Auch bei mir sieht es gut aus!
Bis dahin, Stefan


----------



## BuBi1970 (22. Dezember 2012)

Hallo zusammen!
Ja, mich gibt es auch noch  
Ich kann morgen leider nicht, da ab 12 Uhr die 'Vampirschwestern' im Kino angesagt sind.... 
Am 30.12.12 wäre ich dann wieder dabei!
Gruß, Marc
P.S. 'BuBi' steht für (Kite-)Buggy & (Mountain-)Bike


----------



## MTB-News.de




----------



## iglg (22. Dezember 2012)

hallo biker,

ich war gerade mit dem hund draußen. es ist s..glatt.

wenn das bis morgen nicht taut, ist mir das biken eigentlich zu gefährlich.

was meint ihr?


----------



## winnipu (22. Dezember 2012)

Hi, wenn das wetter mitspielt komme ich auch. Die Straßen müssen aber frei sein. Ich war heute zu Fuß unterwegs und es war ar...glatt. Ich denk im Wald ginge es, der Schnee ist ordentlich griffig, Eis hatte ich bloß auf den Waldwegen wo LKW oder Autos gefahren sind, dann ging allerdings garnichts.
Schaun'mer mal
Michael


----------



## herki (22. Dezember 2012)

...morgen früh rausgucken, überlegen, entscheiden und Posten!

Wenn alle absagen, würde ich direkt von Zuhause aus in den Wald fahren, ich denke mal da müsste es gehen.
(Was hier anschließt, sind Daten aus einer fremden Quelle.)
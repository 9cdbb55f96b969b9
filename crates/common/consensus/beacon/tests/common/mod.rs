//! Chain-building helpers shared by the integration tests.
#![allow(dead_code)]

use alloy_primitives::B256;
use ream_bls::{
    BLSSignature, PrivateKey,
    traits::{Aggregatable, Signable},
};
use ream_consensus_beacon::{
    attestation::Attestation,
    beacon_block::{BeaconBlock, BeaconBlockBody, SignedBeaconBlock},
    beacon_state::BeaconState,
    genesis::{interop_genesis_state, interop_secret_keys},
    per_block_processing::BlockSignatureStrategy,
    per_slot_processing::process_slots,
    proposer_slashing::ProposerSlashing,
    state_transition::{apply_block, state_transition},
    voluntary_exit::{SignedVoluntaryExit, VoluntaryExit},
};
use ream_consensus_misc::{
    attestation_data::AttestationData,
    beacon_block_header::{BeaconBlockHeader, SignedBeaconBlockHeader},
    checkpoint::Checkpoint,
    constants::{
        DOMAIN_BEACON_ATTESTER, DOMAIN_BEACON_PROPOSER, DOMAIN_RANDAO, DOMAIN_VOLUNTARY_EXIT,
    },
    misc::{compute_epoch_at_slot, compute_signing_root},
};
use ream_network_spec::{fork_name::ForkName, networks::initialize_test_network_spec};
use ssz_types::BitList;
use tree_hash::TreeHash;

pub struct Harness {
    pub keys: Vec<PrivateKey>,
    pub state: BeaconState,
}

impl Harness {
    pub fn new(validator_count: usize, fork_name: ForkName) -> Self {
        initialize_test_network_spec();
        let keys = interop_secret_keys(validator_count);
        let state = interop_genesis_state(&keys, fork_name).expect("genesis should build");
        Self { keys, state }
    }

    pub fn sign(&self, validator_index: u64, message: B256) -> BLSSignature {
        self.keys[validator_index as usize]
            .sign(message.as_slice())
            .expect("signing succeeds")
    }

    /// A copy of the current state advanced to ``slot``.
    pub fn state_at(&self, slot: u64) -> BeaconState {
        let mut state = self.state.clone();
        if slot > state.slot {
            process_slots(&mut state, slot).expect("slots advance");
        }
        state
    }

    /// A fully signed block at ``slot`` on top of the current state. ``fill_body`` sees the state
    /// the block is applied to and may add operations to the empty body.
    pub fn make_block(
        &self,
        slot: u64,
        fill_body: impl FnOnce(&BeaconState, &mut BeaconBlockBody),
    ) -> SignedBeaconBlock {
        let pre_state = self.state_at(slot);
        let proposer_index = pre_state
            .get_beacon_proposer_index()
            .expect("proposer exists");
        let epoch = compute_epoch_at_slot(slot);

        let mut body = BeaconBlockBody::empty(pre_state.fork_name());
        fill_body(&pre_state, &mut body);
        let randao_reveal = self.sign(
            proposer_index,
            compute_signing_root(&epoch, pre_state.get_domain(DOMAIN_RANDAO, Some(epoch))),
        );
        match &mut body {
            BeaconBlockBody::Phase0(body) => body.randao_reveal = randao_reveal,
            BeaconBlockBody::Altair(body) => body.randao_reveal = randao_reveal,
        }

        let mut signed_block = SignedBeaconBlock {
            message: BeaconBlock {
                slot,
                proposer_index,
                parent_root: pre_state.latest_block_header.tree_hash_root(),
                state_root: B256::ZERO,
                body,
            },
            signature: BLSSignature::default(),
        };
        let post_state = state_transition(
            &self.state,
            &signed_block,
            BlockSignatureStrategy::NoVerification,
            false,
        )
        .expect("block should apply");
        signed_block.message.state_root = post_state.tree_hash_root();
        signed_block.signature = self.sign(
            proposer_index,
            compute_signing_root(
                &signed_block.message,
                pre_state.get_domain(DOMAIN_BEACON_PROPOSER, Some(epoch)),
            ),
        );
        signed_block
    }

    pub fn apply(&mut self, signed_block: &SignedBeaconBlock, verify_signatures: bool) {
        self.state =
            apply_block(&self.state, signed_block, verify_signatures).expect("block is valid");
    }

    /// Produce one block per slot up to and including ``last_slot``, each carrying attestations
    /// of every committee of the previous slot.
    pub fn extend_chain_with_attestations(&mut self, last_slot: u64) {
        while self.state.slot < last_slot {
            let slot = self.state.slot + 1;
            let signed_block = self.make_block(slot, |state, body| {
                for attestation in committee_attestations(state, slot - 1) {
                    push_attestation(body, attestation);
                }
            });
            self.apply(&signed_block, false);
        }
    }

    /// Attestations of every committee at ``slot`` with all members voting, signed by each member.
    pub fn signed_committee_attestations(
        &self,
        state: &BeaconState,
        slot: u64,
    ) -> Vec<Attestation> {
        committee_attestations(state, slot)
            .into_iter()
            .map(|mut attestation| {
                let committee = state
                    .get_beacon_committee(slot, attestation.data.index)
                    .expect("committee exists");
                let signing_root = compute_signing_root(
                    &attestation.data,
                    state.get_domain(DOMAIN_BEACON_ATTESTER, Some(attestation.data.target.epoch)),
                );
                let signatures = committee
                    .iter()
                    .map(|index| self.sign(*index, signing_root))
                    .collect::<Vec<_>>();
                attestation.signature =
                    BLSSignature::aggregate(&signatures.iter().collect::<Vec<_>>())
                        .expect("aggregation succeeds");
                attestation
            })
            .collect()
    }

    pub fn signed_exit(
        &self,
        state: &BeaconState,
        validator_index: u64,
        epoch: u64,
    ) -> SignedVoluntaryExit {
        let message = VoluntaryExit {
            epoch,
            validator_index,
        };
        let signature = self.sign(
            validator_index,
            compute_signing_root(
                &message,
                state.get_domain(DOMAIN_VOLUNTARY_EXIT, Some(epoch)),
            ),
        );
        SignedVoluntaryExit { message, signature }
    }

    pub fn signed_header(
        &self,
        state: &BeaconState,
        header: BeaconBlockHeader,
    ) -> SignedBeaconBlockHeader {
        let signature = self.sign(
            header.proposer_index,
            compute_signing_root(
                &header,
                state.get_domain(
                    DOMAIN_BEACON_PROPOSER,
                    Some(compute_epoch_at_slot(header.slot)),
                ),
            ),
        );
        SignedBeaconBlockHeader {
            message: header,
            signature,
        }
    }

    /// Two signed headers by ``proposer_index`` for the current slot, differing in state root only.
    pub fn proposer_slashing(&self, state: &BeaconState, proposer_index: u64) -> ProposerSlashing {
        let header = BeaconBlockHeader {
            slot: state.slot,
            proposer_index,
            parent_root: B256::repeat_byte(1),
            state_root: B256::repeat_byte(2),
            body_root: B256::repeat_byte(3),
        };
        ProposerSlashing {
            signed_header_1: self.signed_header(state, header.clone()),
            signed_header_2: self.signed_header(
                state,
                BeaconBlockHeader {
                    state_root: B256::repeat_byte(4),
                    ..header
                },
            ),
        }
    }
}

/// Unsigned attestations of every committee at ``slot`` with all members voting for the
/// canonical head, target and the source the state expects.
pub fn committee_attestations(state: &BeaconState, slot: u64) -> Vec<Attestation> {
    let epoch = compute_epoch_at_slot(slot);
    let source = if epoch == state.get_current_epoch() {
        state.current_justified_checkpoint
    } else {
        state.previous_justified_checkpoint
    };
    let target = Checkpoint {
        epoch,
        root: state.get_block_root(epoch).expect("target root known"),
    };
    let beacon_block_root = state
        .get_block_root_at_slot(slot)
        .expect("head root known");

    (0..state.get_committee_count_per_slot(epoch))
        .map(|index| {
            let committee = state
                .get_beacon_committee(slot, index)
                .expect("committee exists");
            let mut aggregation_bits =
                BitList::with_capacity(committee.len()).expect("committee fits");
            for position in 0..committee.len() {
                aggregation_bits
                    .set(position, true)
                    .expect("bit in range");
            }
            Attestation {
                aggregation_bits,
                data: AttestationData {
                    slot,
                    index,
                    beacon_block_root,
                    source,
                    target,
                },
                signature: BLSSignature::default(),
            }
        })
        .collect()
}

macro_rules! body_push {
    ($name: ident, $field: ident, $ty: ty) => {
        pub fn $name(body: &mut BeaconBlockBody, item: $ty) {
            match body {
                BeaconBlockBody::Phase0(body) => body.$field.push(item),
                BeaconBlockBody::Altair(body) => body.$field.push(item),
            }
            .expect("operation list has room");
        }
    };
}

body_push!(push_attestation, attestations, Attestation);
body_push!(push_proposer_slashing, proposer_slashings, ProposerSlashing);
body_push!(push_exit, voluntary_exits, SignedVoluntaryExit);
Ich bin eben kurz mal mit meinem gröberstolligem Rad draußen gewesen und es ging auf Asphalt ganz gut, da sollte es auf Waldboden noch besser gehen. 
Schaun 'mer mal, bis morgen früh!

Jörg


----------



## Wahlfischkopp (23. Dezember 2012)

Also ich würde heute fahren, wenn jmd. mitkommt.


----------



## iglg (23. Dezember 2012)

na, dann seid ihr ja schon zu zweit.

dann werde ich jetzt ohne schechtes gewissen absagen. regen, pampiger schnee und eis drunter. das ist kein bikewetter für mich. außerdem hat meine erkältung nach dem spinning fröhliche wiederkehr gefeiert.

viel spaß, ein frohes fest und bleibt gesund

vllt. klappt es ja mit einer silvestertour?!

ingo


----------



## bronsky (23. Dezember 2012)

Also, ich war gerade mit dem Hund im Wald. Der Schnee scheint recht griffig zu sein, aber er ist noch so hoch, dass man Wurzeln etc. nicht erkennt. Was mich heute abhält, ist der Dauerregen von oben Mir fehlen leider noch die richtigen Klamotten für dieses Wetter. Also, ich muss für heute leider passen! 
Bin aber gerne bei besserem Wetter in der kommenden Woche wieder dabei. Euch viel Spass und ein fröhliches Weihnachtsfest, Stefan


----------



## Wahlfischkopp (23. Dezember 2012)

Vom Untergrund her geht es. Was mich im Moment zweifeln lässt ist auch der Regen. Vielleicht  sollten wir bis 11.00 erstmal warten. In der Hoffnung das es dann aufgehört hat.


----------



## herki (23. Dezember 2012)

....tja also nee,

ich nehme dann auch mal alles zurück, einen Röckchenpunkt und bleibe Zuhause 
Regen von oben, Eis und Matsch von unten, dazu die Kälte, das sind gute Garanten für eine schlechte Tour mit kiloschweren vollgematschten reifen und Erkältungsgarantie. Und die kann ich mir in den nächsten Tagen definitiv nicht leisten!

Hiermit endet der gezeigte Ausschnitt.